Physiotherapy for Boxing
Participation in Boxing has always been prevalent, and the success of the London 2012 Olympic games only acted as a catalyst for this – especially for the likes of Female Participants. Boxing is a great form of exercise, discipline and self-defence, hence its popularity. Regardless if people participate purely for health reasons or if they are aiming to compete to be the best, here at Metro we acknowledge the need to get them back from injury as quickly and safely as possible. We provide the highest quality service to ensure the road to recovery is as smooth as possible, in combination with a vast amount of experience in the assessment and treatment of sport related injuries.
Common Boxing injuries
As boxing is a contact sport, there are no shortages of injuries. The appropriately named ‘Boxers Fracture’ is sustained to the neck of the fourth or fifth metacarpal in the hand. This very commonly occurs in Boxing due to the high forces placed through those particular bones whilst the fist is clenched. A specialist would need to perform an X-ray to confirm this injury, then the appropriate alignment and immobilisation would be appliedas for any bony injury. It is however, important that the correct rehabilitation of the surrounding structures is undertaken to ensure full movement and strength are restored after the period of inactivity.

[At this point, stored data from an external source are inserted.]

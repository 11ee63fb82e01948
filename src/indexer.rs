//! String-interning indexer interface
//!
//! Metric names, tag keys and tag values are stored in the backend as integer
//! codes assigned by an external indexer service. This module defines the
//! resolution seam and an in-memory implementation used by tests and the mock
//! pipeline.
//!
//! Codes are strictly positive; zero is reserved as the "no value" sentinel.
//! A filter condition against code zero can never match a row, which is how
//! unresolvable user-supplied tag names and values are compiled (the tag may
//! legitimately not have been indexed yet).

use std::collections::HashMap;

use parking_lot::RwLock;

use crate::error::{QueryError, Result};

/// The reserved code that never matches any indexed string
pub const UNRESOLVED_CODE: i64 = 0;

/// Synchronous string-interning collaborator
///
/// `resolve` misses are expected for user-supplied strings; `reverse_resolve`
/// misses on codes coming back from backend results are invariant violations
/// (see [`reverse_resolve_known`]).
pub trait StringIndexer: Send + Sync {
    /// Look up the integer code for a string, if it was ever indexed
    fn resolve(&self, string: &str) -> Option<i64>;

    /// Look up the string a code was assigned to
    fn reverse_resolve(&self, code: i64) -> Option<String>;
}

/// Reverse-resolve a code that is known to exist in backend results
///
/// A miss here indicates indexer/backend inconsistency and aborts the request
/// loudly instead of producing partial output.
pub fn reverse_resolve_known(indexer: &dyn StringIndexer, code: i64) -> Result<String> {
    indexer.reverse_resolve(code).ok_or_else(|| {
        QueryError::Inconsistent(format!("no string indexed for known code {}", code))
    })
}

/// In-memory indexer assigning sequential codes starting at 1
#[derive(Debug, Default)]
pub struct MemoryIndexer {
    inner: RwLock<MemoryIndexerInner>,
}

#[derive(Debug, Default)]
struct MemoryIndexerInner {
    forward: HashMap<String, i64>,
    // Position i holds the string for code i + 1
    reverse: Vec<String>,
}

impl MemoryIndexer {
    /// Create an empty indexer
    pub fn new() -> Self {
        Self::default()
    }

    /// Intern a string, assigning a new code if it was not seen before
    pub fn intern(&self, string: &str) -> i64 {
        let mut inner = self.inner.write();
        if let Some(&code) = inner.forward.get(string) {
            return code;
        }
        inner.reverse.push(string.to_string());
        let code = inner.reverse.len() as i64;
        inner.forward.insert(string.to_string(), code);
        code
    }

    /// Number of interned strings
    pub fn len(&self) -> usize {
        self.inner.read().reverse.len()
    }

    /// Whether nothing has been interned yet
    pub fn is_empty(&self) -> bool {
        self.len() == 0
    }
}

impl StringIndexer for MemoryIndexer {
    fn resolve(&self, string: &str) -> Option<i64> {
        self.inner.read().forward.get(string).copied()
    }

    fn reverse_resolve(&self, code: i64) -> Option<String> {
        if code <= 0 {
            return None;
        }
        self.inner.read().reverse.get((code - 1) as usize).cloned()
    }
}
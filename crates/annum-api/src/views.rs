//! Handlers for the calendar views.
//!
//! `as_of` defaults to today in the server's configured timezone.

use annum_core::{
  occurrence::OccurrenceView,
  special_date::SpecialDate,
  store::EventStore,
  views::{MonthGrid, TodayView, YearOverview},
};
use axum::{
  Json,
  extract::{Path, Query, State},
};
use chrono::NaiveDate;
use serde::Deserialize;

use crate::{AppState, error::ApiError, today_in};

#[derive(Debug, Deserialize, Default)]
pub struct AsOfParams {
  pub as_of: Option<NaiveDate>,
}

/// `GET /owners/:owner/today[?as_of=YYYY-MM-DD]`
pub async fn today<S>(
  State(state): State<AppState<S>>,
  Path(owner): Path<String>,
  Query(params): Query<AsOfParams>,
) -> Result<Json<TodayView>, ApiError>
where
  S: EventStore,
{
  let as_of = params.as_of.unwrap_or_else(|| today_in(state.timezone));
  let view = state
    .views
    .today(&owner, as_of)
    .await
    .map_err(ApiError::from_store)?;
  Ok(Json(view))
}

#[derive(Debug, Deserialize)]
pub struct UpcomingParams {
  pub within_days: u32,
  pub as_of:       Option<NaiveDate>,
}

/// `GET /owners/:owner/upcoming?within_days=<n>[&as_of=YYYY-MM-DD]`
pub async fn upcoming<S>(
  State(state): State<AppState<S>>,
  Path(owner): Path<String>,
  Query(params): Query<UpcomingParams>,
) -> Result<Json<Vec<OccurrenceView>>, ApiError>
where
  S: EventStore,
{
  let as_of = params.as_of.unwrap_or_else(|| today_in(state.timezone));
  let views = state
    .views
    .upcoming(&owner, as_of, params.within_days)
    .await
    .map_err(ApiError::from_store)?;
  Ok(Json(views))
}

/// `GET /owners/:owner/months/:year/:month`
pub async fn month<S>(
  State(state): State<AppState<S>>,
  Path((owner, year, month)): Path<(String, i32, u32)>,
) -> Result<Json<MonthGrid>, ApiError>
where
  S: EventStore,
{
  let grid = state
    .views
    .month_grid(&owner, year, month)
    .await
    .map_err(ApiError::from_store)?;
  Ok(Json(grid))
}

/// `GET /owners/:owner/years/:year`
pub async fn year<S>(
  State(state): State<AppState<S>>,
  Path((owner, year)): Path<(String, i32)>,
) -> Result<Json<YearOverview>, ApiError>
where
  S: EventStore,
{
  let overview = state
    .views
    .year_overview(&owner, year)
    .await
    .map_err(ApiError::from_store)?;
  Ok(Json(overview))
}

#[derive(Debug, Deserialize, Default)]
pub struct SearchParams {
  #[serde(default)]
  pub q: String,
}

/// `GET /owners/:owner/search?q=<text>`
pub async fn search<S>(
  State(state): State<AppState<S>>,
  Path(owner): Path<String>,
  Query(params): Query<SearchParams>,
) -> Result<Json<Vec<SpecialDate>>, ApiError>
where
  S: EventStore,
{
  let hits = state
    .views
    .search(&owner, &params.q)
    .await
    .map_err(ApiError::from_store)?;
  Ok(Json(hits))
}
//! The inbound interfaces: a calendar provider and a permission subsystem.

use std::future::Future;

use chrono::{Days, NaiveDate};
use serde::{Deserialize, Serialize};
use strum::Display;

use crate::ProviderError;

// ─── Events ──────────────────────────────────────────────────────────────────

/// An inclusive range of calendar days to fetch.
#[derive(Debug, Clone, Copy, PartialEq, Eq, Serialize, Deserialize)]
pub struct DateRange {
  pub start: NaiveDate,
  pub end:   NaiveDate,
}

impl DateRange {
  /// `lookback_days` before `today` through `lookahead_days` after it.
  pub fn around(today: NaiveDate, lookback_days: u32, lookahead_days: u32) -> Self {
    Self {
      start: today
        .checked_sub_days(Days::new(lookback_days.into()))
        .unwrap_or(NaiveDate::MIN),
      end:   today
        .checked_add_days(Days::new(lookahead_days.into()))
        .unwrap_or(NaiveDate::MAX),
    }
  }
}

/// A candidate event as reported by the provider.
#[derive(Debug, Clone, PartialEq, Eq, Serialize, Deserialize)]
pub struct CalendarEvent {
  /// Provider-assigned id; stable across fetches and shared by all
  /// instances of a recurring event.
  pub external_id:      String,
  pub title:            String,
  /// The day the instance falls on, in the owner's timezone.
  pub start_date:       NaiveDate,
  #[serde(default)]
  pub is_all_day:       bool,
  #[serde(default)]
  pub calendar_label:   String,
  /// Provider-native "this is a birthday" flag, when the provider has one.
  #[serde(default)]
  pub is_birthday_hint: Option<bool>,
}

/// Fetches candidate events from an external calendar.
pub trait CalendarProvider: Send + Sync {
  fn fetch_events(
    &self,
    range: DateRange,
  ) -> impl Future<Output = Result<Vec<CalendarEvent>, ProviderError>> + Send + '_;
}

// ─── Permission ──────────────────────────────────────────────────────────────

/// Calendar access as reported by the platform's permission subsystem.
#[derive(
  Debug, Clone, Copy, PartialEq, Eq, Default, Serialize, Deserialize, Display,
)]
#[serde(rename_all = "snake_case")]
#[strum(serialize_all = "snake_case")]
pub enum PermissionStatus {
  #[default]
  NotDetermined,
  Authorized,
  Denied,
  Restricted,
}

/// The platform permission subsystem.
pub trait PermissionGate: Send + Sync {
  fn permission_status(&self) -> PermissionStatus;

  /// Prompt for access; resolves to whether it was granted.
  fn request_access(&self) -> impl Future<Output = bool> + Send + '_;
}

/// A [`PermissionGate`] whose answer is fixed by configuration, for providers
/// without an interactive grant flow.
#[derive(Debug, Clone, Copy, Default)]
pub struct ConfiguredPermission {
  pub status: PermissionStatus,
}

impl PermissionGate for ConfiguredPermission {
  fn permission_status(&self) -> PermissionStatus { self.status }

  async fn request_access(&self) -> bool {
    self.status == PermissionStatus::Authorized
  }
}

Shoulder dislocations are not uncommon amongst boxers. These injuries usually occur due to the position of the outstretched arm when a force is applied, causing the humeral head to be forced from its normal position often damaging the soft tissue structures surrounding it. It is important that the shoulder is repositioned by a medical professional and the adequate observations are completed to determine the extent of the damage. Following this, it is fundamental that a course of physiotherapy is undertaken to rebuild strength and maintain the mobility of the joint.
Due to the repetitive movements involved in boxing, overuse injuries of various structures can occur. Most commonly, the extensor tendons of the wrist that are located on the outside of the elbow can become irritated and inflamed (tennis elbow). Achilles Tendonitis can pose problems for boxers too, as the correct technique when punching requires utilisation of forces generated by pushing off the ground with your feet. It is imperative that training and performance habits are considered in the treatment and prevention of overuse injuries such as these.

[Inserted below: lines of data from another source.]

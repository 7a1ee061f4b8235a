//! Deciding which provider events are occasions, and turning them into
//! special dates.

use annum_core::{
  category::Category,
  date::OriginalDate,
  special_date::NewSpecialDate,
};
use chrono::Datelike as _;
use serde::{Deserialize, Serialize};

use crate::provider::CalendarEvent;

/// Characters trimmed from the ends of a derived subject name.
const SEPARATORS: &[char] = &['-', '–', '—', ':', ',', '|', '/', '(', ')'];

/// Maps a keyword found in an event title or calendar label to a category.
#[derive(Debug, Clone, PartialEq, Eq, Serialize, Deserialize)]
pub struct KeywordRule {
  pub keyword:  String,
  pub category: Category,
}

/// Case-insensitive keyword classifier. Rules are tried in order; the first
/// keyword found in the title wins, then the first found in the calendar
/// label.
#[derive(Debug, Clone, PartialEq, Eq)]
pub struct Classifier {
  rules: Vec<KeywordRule>,
}

impl Default for Classifier {
  fn default() -> Self {
    Self { rules: Vec::new() }
      .with_rule("birthday", Category::Birthday)
      .with_rule("anniversary", Category::Anniversary)
      .with_rule("wedding", Category::Wedding)
      .with_rule("graduation", Category::Graduation)
  }
}

impl Classifier {
  /// Append a rule after the existing ones. Blank keywords are ignored.
  pub fn with_rule(mut self, keyword: &str, category: Category) -> Self {
    let keyword = keyword.trim().to_lowercase();
    if !keyword.is_empty() {
      self.rules.push(KeywordRule { keyword, category });
    }
    self
  }

  pub fn rules(&self) -> &[KeywordRule] { &self.rules }

  /// The occasion category of `event`, or `None` if it is not an occasion.
  pub fn classify(&self, event: &CalendarEvent) -> Option<Category> {
    if event.is_birthday_hint == Some(true) {
      return Some(Category::Birthday);
    }
    let title = event.title.to_lowercase();
    let label = event.calendar_label.to_lowercase();
    self
      .rules
      .iter()
      .find(|r| title.contains(&r.keyword))
      .or_else(|| self.rules.iter().find(|r| label.contains(&r.keyword)))
      .map(|r| r.category)
  }

  /// Derive the subject from an event title by removing occasion keywords
  /// and possessives: `"Ada Lovelace's Birthday"` → `"Ada Lovelace"`.
  pub fn subject_name(&self, title: &str) -> String {
    let mut name = title.to_owned();
    for rule in &self.rules {
      while let Some(at) = name.to_ascii_lowercase().find(&rule.keyword) {
        name.replace_range(at..at + rule.keyword.len(), " ");
      }
    }
    tidy(&name)
  }

  /// Map a provider event to the shape of an imported special date, or
  /// `None` when the event is not an occasion. The result is not validated.
  pub fn to_special_date(
    &self,
    owner_id: &str,
    event: &CalendarEvent,
  ) -> Option<NewSpecialDate> {
    let category = self.classify(event)?;
    let original = OriginalDate::new(event.start_date.month(), event.start_date.day());
    let input = NewSpecialDate::imported(
      owner_id,
      event.external_id.clone(),
      self.subject_name(&event.title),
      category,
      original,
    );
    Some(if category.requires_custom_label() {
      input.with_custom_label(event.title.trim())
    } else {
      input
    })
  }
}

fn tidy(raw: &str) -> String {
  let collapsed = raw.split_whitespace().collect::<Vec<_>>().join(" ");
  let trim = |s: &str| -> String {
    s.trim_matches(|c: char| c.is_whitespace() || SEPARATORS.contains(&c))
      .to_owned()
  };
  let name = trim(&collapsed);
  let name = ["'s", "’s", "'", "’"]
    .iter()
    .find_map(|suffix| name.strip_suffix(suffix))
    .map_or_else(|| name.clone(), trim);
  name
}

Spinal injuries can also be sustained in boxing, again from either impact or overuse. Soft tissue injuries of the neck can be the result of impacts to the head that result in whiplash type symptoms. Lower back pain can also be the result of repeated rotation when throwing punches. The musculature and facet joints of the spine can become irritated and pain can arise from this. Manual therapy and the appropriate exercises can be very effective in the treatment of such conditions.
Reducing the risk of Boxing related injuries
In order to reduce the risk of a Boxing related injury, it is vital that your training programme consists of mobility, stretching, strengthening, sport specific movement patterns and proprioception. However, sometimes contact injuries can’t be avoided – this may be an area that you speak to your coach about!

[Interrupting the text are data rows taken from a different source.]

impl EventStore for EditAfterRead {
  type Error = annum_store_sqlite::Error;

  async fn create(&self, input: NewSpecialDate) -> Result<SpecialDate, Self::Error> {
    self.inner.create(input).await
  }

  async fn update(
    &self,
    id: Uuid,
    patch: &SpecialDatePatch,
  ) -> Result<SpecialDate, Self::Error> {
    self.inner.update(id, patch).await
  }

  async fn soft_delete(&self, id: Uuid) -> Result<(), Self::Error> {
    self.inner.soft_delete(id).await
  }

  async fn get(&self, id: Uuid) -> Result<Option<SpecialDate>, Self::Error> {
    self.inner.get(id).await
  }

  async fn list(
    &self,
    owner_id: &str,
    filter: &ListFilter,
  ) -> Result<Vec<SpecialDate>, Self::Error> {
    self.inner.list(owner_id, filter).await
  }

  async fn find_by_external_id(
    &self,
    owner_id: &str,
    external_id: &str,
  ) -> Result<Option<SpecialDate>, Self::Error> {
    let read = self.inner.find_by_external_id(owner_id, external_id).await?;
    let edit = self.edit.lock().unwrap().take();
    if let (Some(record), Some(patch)) = (&read, edit) {
      self.inner.update(record.id, &patch).await?;
    }
    Ok(read)
  }

  async fn sync_status(&self, owner_id: &str) -> Result<Option<SyncStatus>, Self::Error> {
    self.inner.sync_status(owner_id).await
  }

  async fn begin_sync(&self, owner_id: &str) -> Result<SyncClaim, Self::Error> {
    self.inner.begin_sync(owner_id).await
  }

  async fn finish_sync(
    &self,
    owner_id: &str,
    completion: SyncCompletion,
  ) -> Result<SyncStatus, Self::Error> {
    self.inner.finish_sync(owner_id, completion).await
  }

  async fn set_sync_enabled(
    &self,
    owner_id: &str,
    enabled: bool,
  ) -> Result<SyncStatus, Self::Error> {
    self.inner.set_sync_enabled(owner_id, enabled).await
  }
}

// ─── Helpers ─────────────────────────────────────────────────────────────────

type TestReconciler = Reconciler<SqliteStore, MockProvider, MockPermission>;

struct Harness {
  store:      Arc<SqliteStore>,
  provider:   Arc<MockProvider>,
  permission: Arc<MockPermission>,
  reconciler: TestReconciler,
}

async fn harness(provider: MockProvider, permission: MockPermission) -> Harness {
  harness_with(provider, permission, SyncConfig::default()).await
}

async fn harness_with(
  provider: MockProvider,
  permission: MockPermission,
  config: SyncConfig,
) -> Harness {
  let store = Arc::new(SqliteStore::open_in_memory().await.unwrap());
  let provider = Arc::new(provider);
  let permission = Arc::new(permission);
  let reconciler = Reconciler::new(
    Arc::clone(&store),
    Arc::clone(&provider),
    Arc::clone(&permission),
    config,
  );
  Harness { store, provider, permission, reconciler }
}

fn today() -> NaiveDate { NaiveDate::from_ymd_opt(2025, 9, 18).unwrap() }

fn event(id: &str, title: &str, month: u32, day: u32) -> CalendarEvent {
  CalendarEvent {
    external_id:      id.into(),
    title:            title.into(),
    start_date:       NaiveDate::from_ymd_opt(2025, month, day).unwrap(),
    is_all_day:       true,
    calendar_label:   String::new(),
    is_birthday_hint: None,
  }
}

fn three_birthdays() -> Vec<CalendarEvent> {
  vec![
    event("e1", "Ada's Birthday", 9, 18),
    event("e2", "Grace's Birthday", 12, 9),
    event("e3", "Mum & Dad Anniversary", 6, 1),
  ]
}

async fn active(h: &Harness) -> Vec<annum_core::special_date::SpecialDate> {
  h.store.list(OWNER, &ListFilter::default()).await.unwrap()
}

// ─── Access ──────────────────────────────────────────────────────────────────

#[tokio::test]
async fn prompts_once_when_undetermined() {
  let h = harness(
    MockProvider::default(),
    MockPermission::new(PermissionStatus::NotDetermined, true),
  )
  .await;

  assert_eq!(h.reconciler.request_access(OWNER).await.unwrap(), SyncPhase::Authorized);
  assert_eq!(h.reconciler.request_access(OWNER).await.unwrap(), SyncPhase::Authorized);
  assert_eq!(h.permission.prompts(), 1);
}

#[tokio::test]
async fn denied_is_not_prompted_again() {
  let h = harness(
    MockProvider::default(),
    MockPermission::new(PermissionStatus::NotDetermined, false),
  )
  .await;

  let err = h.reconciler.request_access(OWNER).await.unwrap_err();
  assert!(matches!(err, SyncError::Access(PermissionStatus::Denied)));
  assert_eq!(h.reconciler.phase(OWNER), SyncPhase::Denied);

  let err = h.reconciler.request_access(OWNER).await.unwrap_err();
  assert!(matches!(err, SyncError::Access(PermissionStatus::Denied)));
  assert_eq!(h.permission.prompts(), 1);

  // Granted out of band.
  h.permission.set(PermissionStatus::Authorized);
  assert_eq!(h.reconciler.request_access(OWNER).await.unwrap(), SyncPhase::Authorized);
  assert_eq!(h.permission.prompts(), 1);
}

#[tokio::test]
async fn sync_without_access_fails_without_fetching() {
  let h = harness(
    MockProvider::with_events(three_birthdays()),
    MockPermission::new(PermissionStatus::Restricted, false),
  )
  .await;

  let err = h.reconciler.sync(OWNER, today()).await.unwrap_err();
  assert!(matches!(err, SyncError::Access(PermissionStatus::Restricted)));
  assert_eq!(h.reconciler.phase(OWNER), SyncPhase::Restricted);
  assert_eq!(h.provider.calls(), 0);
  assert_eq!(h.permission.prompts(), 0);
  assert!(active(&h).await.is_empty());
}

// ─── Merging ─────────────────────────────────────────────────────────────────

#[tokio::test]
async fn repeated_syncs_do_not_duplicate() {
  let h = harness(MockProvider::with_events(three_birthdays()), MockPermission::authorized()).await;

  let first = h.reconciler.sync(OWNER, today()).await.unwrap();
  assert_eq!(first.created, 3);
  assert_eq!(first.status.total_synced, 3);
  assert!(!first.status.in_progress);
  assert!(first.status.last_sync_at.is_some());
  assert_eq!(first.status.last_error, None);

  let second = h.reconciler.sync(OWNER, today()).await.unwrap();
  assert_eq!(second.created, 0);
  assert_eq!(second.unchanged, 3);
  assert_eq!(second.status.total_synced, 3);

  let records = active(&h).await;
  assert_eq!(records.len(), 3);
  assert!(records.iter().all(|r| r.source_origin == SourceOrigin::ImportedExternal));
  assert_eq!(h.reconciler.phase(OWNER), SyncPhase::Idle);
  assert_eq!(h.provider.calls(), 2);
}

#[tokio::test]
async fn imported_records_are_mapped() {
  let h = harness(MockProvider::with_events(three_birthdays()), MockPermission::authorized()).await;
  h.reconciler.sync(OWNER, today()).await.unwrap();

  let ada = h.store.find_by_external_id(OWNER, "e1").await.unwrap().unwrap();
  assert_eq!(ada.subject_name, "Ada");
  assert_eq!(ada.category, Category::Birthday);
  assert_eq!(ada.original_date, OriginalDate::new(9, 18));

  let parents = h.store.find_by_external_id(OWNER, "e3").await.unwrap().unwrap();
  assert_eq!(parents.subject_name, "Mum & Dad");
  assert_eq!(parents.category, Category::Anniversary);
}

#[tokio::test]
async fn fetch_window_surrounds_today() {
  let h = harness(MockProvider::default(), MockPermission::authorized()).await;
  h.reconciler.sync(OWNER, today()).await.unwrap();

  let ranges = h.provider.ranges.lock().unwrap().clone();
  assert_eq!(ranges, vec![DateRange::around(today(), 1, 366)]);
}

#[tokio::test]
async fn non_occasions_and_duplicates_are_skipped() {
  let events = vec![
    event("e1", "Ada's Birthday", 9, 18),
    event("e1", "Ada's Birthday", 9, 18),
    event("e2", "Dentist", 10, 2),
  ];
  let h = harness(MockProvider::with_events(events), MockPermission::authorized()).await;

  let report = h.reconciler.sync(OWNER, today()).await.unwrap();
  assert_eq!(report.created, 1);
  assert_eq!(report.skipped, 1);
  assert_eq!(report.status.total_synced, 1);
  assert_eq!(active(&h).await.len(), 1);
}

Tight muscles can cause imbalances and restrictions that can increase the risk of injury, so it is important that joints are kept mobile and elastic structures are appropriately stretched. Strengthening muscles not only improves the muscle’s capabilities, but adds support to the structures they surround to decrease the risk of failure. It is key to include the correct mixture of stretching and strengthening to ensure there is a balance between stability and mobility.
Proprioception is the brain’s awareness of joint and limb position. It is important that this is continually trained to reduce the risk of injury. It is also fundamental, that after a traumatic injury, proprioception is trained to reprogram the neural pathways that may have been altered by any change in the joint position. At Metro Physio, your therapist will have a plethora of sport specific exercises to prescribe, ensuring a smooth transition back to sport.
Treatments following a Boxing related injury
Most of our therapists are directly involved in sport, so understand the demands that are required. Varying treatment techniques are employed to aid in the rehabilitation of a sporting injury. Your therapist will assess and observe your biomechanics to identify any underlying dysfunction that could have caused the injury or lead to a repeat injury. Following this, a plan will be formulated to overcome any issues that are detected.
Treatment sessions will be tailored towards the individual and the injury, but will typically consist of some of the following techniques; deep tissue massage, deep frictional massage, trigger point release, joint mobilisations, fascial release, Ultrasound Therapy, acupuncture, proprioceptive neuromuscular facilitation, taping/strapping and a specific tailored exercise programme.
Boxing Injury Physiotherapy Specialist
All our physiotherapists treat boxing related sports injuries, however it is something Ben has a special interest in. Ben regularly attends local boxing events and has provided physio advice and help for many coaches/fighters in the local area. Ben has links with boxing clubs in the Salford/Manchester area including Droylsden ABC. He has worked with a variety of amateur and professional fighters at various stages of their career, including Steve Williams, former English Light Welterweight champion and current British Light Welterweight title contender.